Purchase this article with an account.
D. D. Hayes, R. F. Rothman, C. H. Marcus; Canaloplasty: Circumferential Viscodilation and Tensioning of Schlemm's Canal: A Retrospective Review of Efficacy in Our Institution at Six Months. Invest. Ophthalmol. Vis. Sci. 2009;50(13):459.
Download citation file:
© ARVO (1962-2015); The Authors (2016-present)
To evaluate the efficacy of circumferential viscodilation and tensioning of Schlemm’s canal (canaloplasty) in lowering intraocular pressure in our patient population.
Medical records of each patient undergoing canaloplasty in our institution to date were retrospectively reviewed. Main outcome measures included intraocular pressure (IOP) pre-operatively and at 1, 3, and 6 months post-operatively, number of IOP lowering medications required at each visit, and the need for further surgery.
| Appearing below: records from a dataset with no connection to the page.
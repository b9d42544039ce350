//! `panloop run` — the periodic PTZ control loop.
//!
//! Registers the standard task set against a configured transport: two
//! position-query tasks that emit Pelco-D frames, and a monitor task that
//! feeds whatever comes back through the stream parser. Without a
//! transport the frames are printed as hex (dry run), which keeps the
//! command useful on a desk with no hardware attached.

use std::io::{Read, Write};
use std::sync::{Arc, Mutex};

use log::LevelFilter;

use panloop_core::io::{SerialPort, UdpSender};
use panloop_core::pelco::parser::{MessageKind, StreamParser};
use panloop_core::pelco::{Axis, Message};
use panloop_core::{Config, DispatchMode, Scheduler, logger, signal};

enum Transport {
    Serial(SerialPort),
    Udp(UdpSender),
    DryRun,
}

impl Transport {
    fn send_frame(&mut self, frame: &Message) {
        let bytes = frame.to_bytes();
        let result = match self {
            Transport::Serial(port) => port.write_all(&bytes),
            Transport::Udp(sender) => sender.send(&bytes).map(|_| ()),
            Transport::DryRun => {
                println!("{frame}");
                Ok(())
            }
        };
        if let Err(e) = result {
            log::error!("transport send failed: {e}");
        }
    }

    fn poll(&mut self, buf: &mut [u8]) -> usize {
        match self {
            Transport::Serial(port) => match port.bytes_available() {
                Ok(0) | Err(_) => 0,
                Ok(n) => {
                    let want = n.min(buf.len());
                    port.read(&mut buf[..want]).unwrap_or(0)
                }
            },
            // The UDP adapter is send-only; nothing to poll.
            Transport::Udp(_) | Transport::DryRun => 0,
        }
    }
}

pub fn run(config_path: Option<&str>, mode: &str, stats_json: Option<&str>) {
    let config = match config_path {
        Some(path) => match Config::load(path) {
            Ok(config) => config,
            Err(e) => {
                eprintln!("Error loading {path}: {e}");
                std::process::exit(1);
            }
        },
        None => Config::default(),
    };

    init_logging(&config);

    let mode = if mode == "threaded" {
        DispatchMode::Threaded
    } else {
        DispatchMode::Inline
    };

    let address = config.get_u32("camera_address").unwrap_or(1) as u8;
    let query_interval = config.get_u32("query_interval_ms").unwrap_or(500);
    let monitor_interval = config.get_u32("monitor_interval_ms").unwrap_or(100);

    let transport = Arc::new(Mutex::new(open_transport(&config)));

    let mut sched = match Scheduler::with_mode(16, mode) {
        Ok(sched) => sched,
        Err(e) => {
            eprintln!("Error: {e}");
            std::process::exit(1);
        }
    };

    let t = Arc::clone(&transport);
    sched
        .add_task("query_pan_position", query_interval, 0, move || {
            let frame = Message::query_position(address, Axis::Pan);
            t.lock().unwrap().send_frame(&frame);
        })
        .expect("task table has room");

    let t = Arc::clone(&transport);
    sched
        .add_task("query_tilt_position", query_interval, 0, move || {
            let frame = Message::query_position(address, Axis::Tilt);
            t.lock().unwrap().send_frame(&frame);
        })
        .expect("task table has room");

    // Responses outrank queries so a full tick drains the line first.
    let t = Arc::clone(&transport);
    let mut parser = StreamParser::new();
    sched
        .add_task("monitor_positions", monitor_interval, 1, move || {
            let mut buf = [0u8; 256];
            let n = t.lock().unwrap().poll(&mut buf);
            if n == 0 {
                return;
            }
            for parsed in parser.drain(&buf[..n]) {
                match parsed.kind {
                    MessageKind::PanPosition { degrees } => {
                        log::info!("pan position: {degrees} degrees");
                    }
                    MessageKind::TiltPosition { degrees } => {
                        log::info!("tilt position: {degrees} degrees");
                    }
                    MessageKind::Unknown => log::debug!("frame: {}", parsed.frame),
                }
            }
        })
        .expect("task table has room");

    signal::install_handlers();
    println!("panloop running — Ctrl+C to stop");
    sched.run();

    print_stats(&sched);
    if let Some(path) = stats_json {
        write_stats_json(&sched, path);
    }
}

fn init_logging(config: &Config) {
    let level = match config.get("log_level").unwrap_or("debug") {
        "error" => LevelFilter::Error,
        "warn" => LevelFilter::Warn,
        "info" => LevelFilter::Info,
        _ => LevelFilter::Debug,
    };
    match config.get("log_file") {
        Some(path) => {
            if let Err(e) = logger::init(path, level) {
                eprintln!("Error opening log file {path}: {e}");
                std::process::exit(1);
            }
        }
        None => {
            let _ = env_logger::Builder::new().filter_level(level).try_init();
        }
    }
}

fn open_transport(config: &Config) -> Transport {
    match config.get("transport") {
        Some("serial") => {
            let device = config.get("serial_device").unwrap_or("/dev/ttyUSB0");
            let baud = config.get_u32("serial_baud").unwrap_or(9600);
            match SerialPort::open(device, baud) {
                Ok(mut port) => {
                    // The monitor task polls; never stall a tick on the line.
                    if let Err(e) = port.set_blocking(false) {
                        log::warn!("serial non-blocking setup failed: {e}");
                    }
                    log::info!("serial transport on {device} at {baud} baud");
                    Transport::Serial(port)
                }
                Err(e) => {
                    eprintln!("Error opening serial device {device}: {e}");
                    std::process::exit(1);
                }
            }
        }
        Some("udp") => {
            let host = config.get("udp_host").unwrap_or("127.0.0.1");
            let port = config.get_u16("udp_port").unwrap_or(9000);
            match UdpSender::connect(host, port) {
                Ok(sender) => {
                    log::info!("udp transport to {}", sender.peer());
                    Transport::Udp(sender)
                }
                Err(e) => {
                    eprintln!("Error connecting UDP to {host}:{port}: {e}");
                    std::process::exit(1);
                }
            }
        }
        _ => {
            log::info!("no transport configured; printing frames");
            Transport::DryRun
        }
    }
}

fn print_stats(sched: &Scheduler) {
    println!("\nTask statistics:");
    println!(
        "{:<24} {:>5} {:>8} {:>8} {:>8} {:>9}",
        "Task", "Prio", "Runs", "Avg ms", "Max ms", "Overruns"
    );
    println!("{}", "-".repeat(68));
    for snap in sched.snapshots() {
        println!(
            "{:<24} {:>5} {:>8} {:>8} {:>8} {:>9}",
            snap.name, snap.priority, snap.run_count, snap.avg_ms, snap.max_duration_ms,
            snap.overrun_count
        );
    }
}

fn write_stats_json(sched: &Scheduler, path: &str) {
    let snapshots = sched.snapshots();
    match std::fs::File::create(path) {
        Ok(file) => {
            if let Err(e) = serde_json::to_writer_pretty(file, &snapshots) {
                eprintln!("Error writing stats to {path}: {e}");
            } else {
                println!("Stats written to {path}");
            }
        }
        Err(e) => eprintln!("Error creating {path}: {e}"),
    }
}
Our cohort consists of the first 46 patients undergoing canaloplasty in our institution. The mean baseline IOP was 22.9 +/- 7.6 (SD) mmHg on a mean of 2.8 +/- 0.8 (SD) medications per patient. The mean IOP at 1 month (N=46) was 16.8 +/- 6.3 mmHg; at 3 months (N=41) 14.9 +/- 5.5 mmHg; and at 6 months (N=31) 14.9 +/- 4.8 mmHg. This represents a 26.6% reduction of IOP at 1 month, and a 34.9% reduction in IOP at 3 and 6 months. The number of medications decreased to a mean of 1.0 +/- 1.2 per patient at 6 months, a 64.3% reduction. Few patients required repeat surgery for IOP control, with 4 patients (8.7%) receiving a Baerveldt implant and 2 patients (4.3%) receiving an Ahmed implant.
Canaloplasty is an effective surgical procedure for the lowering of intraocular pressure in our patient population at 6 months. Further follow-up is needed to assess the long-term efficacy of this procedure.